Pria mengaku bersalah membunuh 2 orang yang mencoba membantunya di jalan

Seorang pria Wyoming mengaku bersalah pada hari Selasa atas dua tuduhan pembunuhan tingkat dua dan kejahatan lainnya karena menembak pasangan dan melukai putri mereka ketika keluarga tersebut mencoba membantunya di sepanjang jalan di Crow Indian Reservation di Montana.

Jesus Deniz Mendoza, 19, menghadapi hukuman penjara seumur hidup berdasarkan kesepakatan yang dicapai dengan jaksa federal bulan lalu di mana dia mengaku membunuh Jason dan Tana Shane serta melukai putri mereka pada Juli 2015. Mendoza berusia 18 tahun saat itu.

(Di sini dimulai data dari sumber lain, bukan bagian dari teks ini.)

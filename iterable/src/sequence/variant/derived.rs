use std::fmt;
use std::rc::Rc;

use crate::sequence::ItemIter;

type Recipe = dyn Fn() -> ItemIter;

/// A sequence computed from other sequences.
///
/// It holds only the recipe for building a pull-function; every call to
/// `iter` runs the recipe again, so each iteration starts from scratch and
/// shares no state with any other.
#[derive(Clone)]
pub struct Derived {
    name: &'static str,
    recipe: Rc<Recipe>,
}

impl Derived {
    pub(crate) fn new<F>(name: &'static str, recipe: F) -> Self
    where
        F: Fn() -> ItemIter + 'static,
    {
        Self {
            name,
            recipe: Rc::new(recipe),
        }
    }

    pub(crate) fn iter(&self) -> ItemIter {
        (self.recipe)()
    }

    pub(crate) fn ptr_eq(&self, other: &Derived) -> bool {
        Rc::ptr_eq(&self.recipe, &other.recipe)
    }
}

impl fmt::Debug for Derived {
    fn fmt(&self, f: &mut fmt::Formatter<'_>) -> fmt::Result {
        f.debug_tuple("Derived").field(&self.name).finish()
    }
}
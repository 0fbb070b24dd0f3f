//! A sequence is a lazy, restartable description of how to produce values.
//!
//! Sources (lists, text, maps, single values, other sequences) are
//! classified once, into one of the variants in `variant`. Combinators wrap
//! sequences into new ones without evaluating anything; terminal operations
//! drive the evaluation by pulling through the chain down to the source.
mod builders;
mod combinatorics;
mod core;
mod fold;
mod grouping;
mod iter;
mod materialize;
mod multi;
mod search;
mod select;
mod set;
mod slicing;
mod transform;
mod variant;

pub use self::core::{iterable, Sequence};
pub use fold::DEFAULT_SEPARATOR;
pub use iter::ItemIter;
pub use select::Selector;
pub use variant::{Derived, Indexed, Keyed, Nested, Range, Singleton, Text};
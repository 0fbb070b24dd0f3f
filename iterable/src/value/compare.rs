use std::cmp::Ordering;

use ordered_float::OrderedFloat;

use super::{integral, Value};

// Strict equality, the default comparator of the set-like operations.
// Numbers compare by numeric value regardless of representation; nested
// sequences compare by identity, as two recipes can only be compared
// by running them.
impl PartialEq for Value {
    fn eq(&self, other: &Self) -> bool {
        match (self, other) {
            (Value::Null, Value::Null) => true,
            (Value::Bool(a), Value::Bool(b)) => a == b,
            (Value::Integer(a), Value::Integer(b)) => a == b,
            // exact: a float equals an integer only if it is that integer
            (Value::Integer(a), Value::Float(b)) | (Value::Float(b), Value::Integer(a)) => {
                integral(b.0) == Some(*a)
            }
            // compare the raw floats so that NaN is unequal to itself
            (Value::Float(a), Value::Float(b)) => a.0 == b.0,
            (Value::String(a), Value::String(b)) => a == b,
            (Value::List(a), Value::List(b)) => a == b,
            (Value::Map(a), Value::Map(b)) => a.ptr_eq(b) || a == b,
            (Value::Sequence(a), Value::Sequence(b)) => a.same_recipe(b),
            _ => false,
        }
    }
}

impl Value {
    fn rank(&self) -> u8 {
        match self {
            Value::Null => 0,
            Value::Bool(_) => 1,
            Value::Integer(_) | Value::Float(_) => 2,
            Value::String(_) => 3,
            Value::List(_) => 4,
            Value::Map(_) => 5,
            Value::Sequence(_) => 6,
        }
    }

    /// The natural ordering, used by `sorted`, `min`, `max`, `greater` and
    /// `lesser` when no comparator is supplied.
    ///
    /// Values of different kinds order by kind: null, booleans, numbers,
    /// strings, lists, maps, sequences. Numbers order by value with NaN
    /// greatest, strings and lists lexicographically. Sequences are all
    /// equal to each other.
    pub fn natural_cmp(&self, other: &Value) -> Ordering {
        match (self, other) {
            (Value::Bool(a), Value::Bool(b)) => a.cmp(b),
            (Value::Integer(a), Value::Integer(b)) => a.cmp(b),
            (Value::Integer(_) | Value::Float(_), Value::Integer(_) | Value::Float(_)) => {
                let a = OrderedFloat(self.as_f64().unwrap_or(f64::NAN));
                let b = OrderedFloat(other.as_f64().unwrap_or(f64::NAN));
                a.cmp(&b)
            }
            (Value::String(a), Value::String(b)) => a.cmp(b),
            (Value::List(a), Value::List(b)) => compare_lists(a, b),
            (Value::Map(a), Value::Map(b)) => {
                for ((a_key, a_value), (b_key, b_value)) in a.iter().zip(b.iter()) {
                    let ordering = a_key
                        .to_value()
                        .natural_cmp(&b_key.to_value())
                        .then_with(|| a_value.natural_cmp(b_value));
                    if ordering != Ordering::Equal {
                        return ordering;
                    }
                }
                a.len().cmp(&b.len())
            }
            _ => self.rank().cmp(&other.rank()),
        }
    }
}

fn compare_lists(a: &[Value], b: &[Value]) -> Ordering {
    for (a, b) in a.iter().zip(b) {
        let ordering = a.natural_cmp(b);
        if ordering != Ordering::Equal {
            return ordering;
        }
    }
    a.len().cmp(&b.len())
}

#[cfg(test)]
mod tests {
    use super::*;

    #[test]
    fn test_numbers_equal_across_representations() {
        assert_eq!(Value::from(1), Value::from(1.0));
        assert_ne!(Value::from(1), Value::from("1"));
        assert_ne!(Value::float(f64::NAN), Value::float(f64::NAN));
    }

    #[test]
    fn test_large_integers_compare_exactly_with_floats() {
        // 2^53 + 1 has no f64 representation and rounds to 2^53
        let above = Value::from(9_007_199_254_740_993_i64);
        let float = Value::float(9_007_199_254_740_992.0);
        assert_ne!(above, float);
        assert_ne!(float, above);
        assert_eq!(Value::from(9_007_199_254_740_992_i64), float);
        assert_ne!(Value::from(i64::MAX), Value::float(i64::MAX as f64));
        assert_ne!(Value::from(1), Value::float(1.5));
    }

    #[test]
    fn test_lists_compare_structurally() {
        assert_eq!(Value::list(["a", "b"]), Value::list(["a", "b"]));
        assert_ne!(Value::list(["a", "b"]), Value::list(["a"]));
    }

    #[test]
    fn test_natural_order_across_kinds() {
        let mut values = vec![
            Value::from("b"),
            Value::from(2),
            Value::Null,
            Value::from(1.5),
            Value::from(true),
            Value::from("a"),
        ];
        values.sort_by(Value::natural_cmp);
        assert_eq!(
            values,
            vec![
                Value::Null,
                Value::from(true),
                Value::from(1.5),
                Value::from(2),
                Value::from("a"),
                Value::from("b"),
            ]
        );
    }

    #[test]
    fn test_natural_order_of_lists() {
        assert_eq!(
            Value::list([1, 2]).natural_cmp(&Value::list([1, 3])),
            Ordering::Less
        );
        assert_eq!(
            Value::list([1, 2]).natural_cmp(&Value::list([1])),
            Ordering::Greater
        );
    }

    #[test]
    fn test_infinity_is_greatest_number() {
        assert_eq!(
            Value::float(f64::INFINITY).natural_cmp(&Value::from(i64::MAX)),
            Ordering::Greater
        );
    }
}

“Saya ditepikan di pinggir jalan dan beberapa penduduk asli Amerika datang membantu saya,” Mendoza bersaksi pada hari Selasa. “Saya menembak mereka dengan sadar, masuk ke mobil mereka dan pergi.”

Mendoza juga mengakui bahwa dia kemudian kembali ke mobil keluarga Shane dan menembak tiga orang yang menanggapi tembakan awal dan panggilan bantuan putrinya.

Dia tidak memberikan motif apa pun, namun mengatakan kepada agen FBI setelah penangkapannya bahwa dia menembak para korban karena dia “bosan menunggu dan karena gadis itu menertawakannya,” menurut dokumen pengadilan.

Asisten Pembela Federal David Merchant II, pengacara Mendoza, membantah tuduhan jaksa bahwa Mendoza meminta uang kepada keluarga Shane ketika mereka mencoba membantunya dan keluarga mengatakan mereka tidak punya uang.

Merchant mengatakan kliennya menderita skizofrenia, depresi dan penyakit mental lainnya dan telah mengonsumsi “sejumlah besar” obat sintetik sebelum penangkapannya. Rincian lebih lanjut tentang kapan dia mengonsumsi obat tersebut tidak dirilis.

Sebelum kesepakatan pembelaan, Merchant gagal membuat Mendoza dinyatakan tidak kompeten secara mental. Pengacara pembela kemudian mengatakan Mendoza akan menggunakan pembelaan atas kegilaan jika kasusnya dibawa ke pengadilan.

Saat ditanyai oleh Hakim Distrik AS Susan Watters, Mendoza mengatakan dia meminum obat resep Seroquel dalam dosis harian. Ini adalah antidepresan yang digunakan untuk skizofrenia, gangguan bipolar dan kondisi mental lainnya, menurut Food and Drug Administration.

Mendoza adalah warga negara AS yang dinaturalisasi dan lahir di Meksiko, kata Merchant. Dia pindah ke AS saat masih kecil dan bersaksi bahwa sebelum ditangkap, dia bekerja sebagai buruh lapangan dan pengeruk toko kelontong.

Watters menetapkan keputusan hukuman akhir pada 10 Agustus. Tidak ada pembebasan bersyarat dalam sistem peradilan pidana federal.

Mendoza menghadapi dakwaan terpisah atas percobaan pembunuhan tingkat dua di Wyoming, di mana pihak berwenang mengatakan dia menembak seorang pria di sebuah perkemahan dekat kota kecil dalam upaya perampokan tahun 2013. Kasus itu sedang menunggu keputusan.